Although a lengthy process, the $2.5 million,
3,200-square-foot Visitor’s Center is now finished;
its completion marked by a June 23 dedication.
Funding came from a variety of sources including
numerous grants. $1.15 million came from a Public
Lands and Highways Federal Highways grant. The Army
Corps of Engineers, owners of the new facility,
contributed $930,000, and an enhancement grant of
$350,000 aided in the sidewalk improvements.
“This has really been a great cooperative effort, to
work with people who maybe had different goals in
mind, but who came together to achieve a common
one,” says Mark Wilmes, project manager with the
U.S. Army Corps of Engineers.
In addition to the Army Corps of Engineers, there
were a number of principals involved in the Project
including the Vermont Department of Forest and
Parks, which leases from the Army Corps the land
where the visitor center is located, and the
Hartford Area Chamber of Commerce, which will staff
and manage the facility. Other key entities included
VTrans and the Town of Hartford as well as the
Quechee Gorge Management Committee, consisting of
interested members of the community and nearby
businesses.
“This has really been a great cooperative effort, to
work with people who maybe had different goals in
mind, but who came together to achieve a common
one.”
The project originated nearly 15 years ago out of a
concern for pedestrian safety near the gorge and a
need for public restrooms. 500,000 visitors come
through the area annually with at least 90,000
leaving their vehicles to walk the nearby trails.

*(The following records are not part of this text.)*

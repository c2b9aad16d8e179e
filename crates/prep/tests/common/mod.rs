#![allow(dead_code)]

use std::collections::HashMap;
use std::io::{Cursor, Write};
use std::sync::Mutex;

use tsprep::{HttpClient, HttpResponse, TransportError};
use zip::ZipWriter;
use zip::write::SimpleFileOptions;

/// In-memory [`HttpClient`]: fixed routes, 404 for everything else.
#[derive(Default)]
pub struct FakeHttpClient {
	routes: HashMap<String, HttpResponse>,
	requests: Mutex<Vec<String>>,
}

impl FakeHttpClient {
	pub fn new() -> Self {
		Self::default()
	}

	pub fn route(mut self, url: &str, status: u16, body: impl Into<Vec<u8>>) -> Self {
		self.routes.insert(url.to_owned(), HttpResponse {
			status,
			body: body.into(),
		});
		self
	}

	pub fn requests(&self) -> Vec<String> {
		self.requests.lock().unwrap().clone()
	}

	pub fn request_count(&self) -> usize {
		self.requests.lock().unwrap().len()
	}
}

impl HttpClient for FakeHttpClient {
	fn get(&self, url: &str) -> Result<HttpResponse, TransportError> {
		self.requests.lock().unwrap().push(url.to_owned());
		Ok(self.routes.get(url).cloned().unwrap_or(HttpResponse {
			status: 404,
			body: b"404: Not Found".to_vec(),
		}))
	}
}

/// Builds a zip whose entries are `(path, contents)`; paths ending in `/` are directories.
pub fn zip_archive(entries: &[(&str, &str)]) -> Vec<u8> {
	let mut writer = ZipWriter::new(Cursor::new(Vec::new()));
	let options = SimpleFileOptions::default();
	for (name, contents) in entries {
		if name.ends_with('/') {
			writer.add_directory(*name, options).unwrap();
		} else {
			writer.start_file(*name, options).unwrap();
			writer.write_all(contents.as_bytes()).unwrap();
		}
	}
	writer.finish().unwrap().into_inner()
}

pub fn manifest_entry(name: &str, git: &str, rev: &str, subpath: &str) -> String {
	let subpath = if subpath.is_empty() {
		String::new()
	} else {
		format!(", subpath = \"{subpath}\"")
	};
	format!(
		"[[grammar]]\nname = \"{name}\"\nsource = {{ git = \"{git}\", rev = \"{rev}\"{subpath} }}\n\n"
	)
}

“The Corps’ main concern was to protect the
resources and the public safety. Basically there
were no sanitary facilities for the public. Since it
is such a sensitive area, there was an impact to the
resources without having a facility designed to
handle the number of people. This is an important
feature that we’re now providing,” says Wilmes.
The visitor center also offers visitors a
destination upon leaving their vehicles.
“There was really nothing that drew you to one
place. The visitor center is going to draw people to
this area and is going to be a place where they will
be able to come in and get information about all of
Vermont, the Corps of Engineers, the flora, fauna
and natural resources in the area and learn about
the gorge and its history,” says Wilmes.
Lori Hirshfield, director of Planning and
Development for the Town of Hartford, estimates that
the new visitor center may attract 200,000 people
through its doors.
The Building
The exterior of the facility is unassuming and
deceiving in its size and appearance. The red,
two-story wood frame structure with pitched roof was
“specifically designed to look like the sheds and
warehouses across the street that were remnants of
the railroad line, says George Turner of Banwell
Architects, architect of Lebanon, NH.
Built into the hillside, the facility literally
draws visitors from the busy roadside, taking them
into a surprisingly open and spacious building
comprised of natural wood and glass, down a grand
staircase to a back patio and out into nature.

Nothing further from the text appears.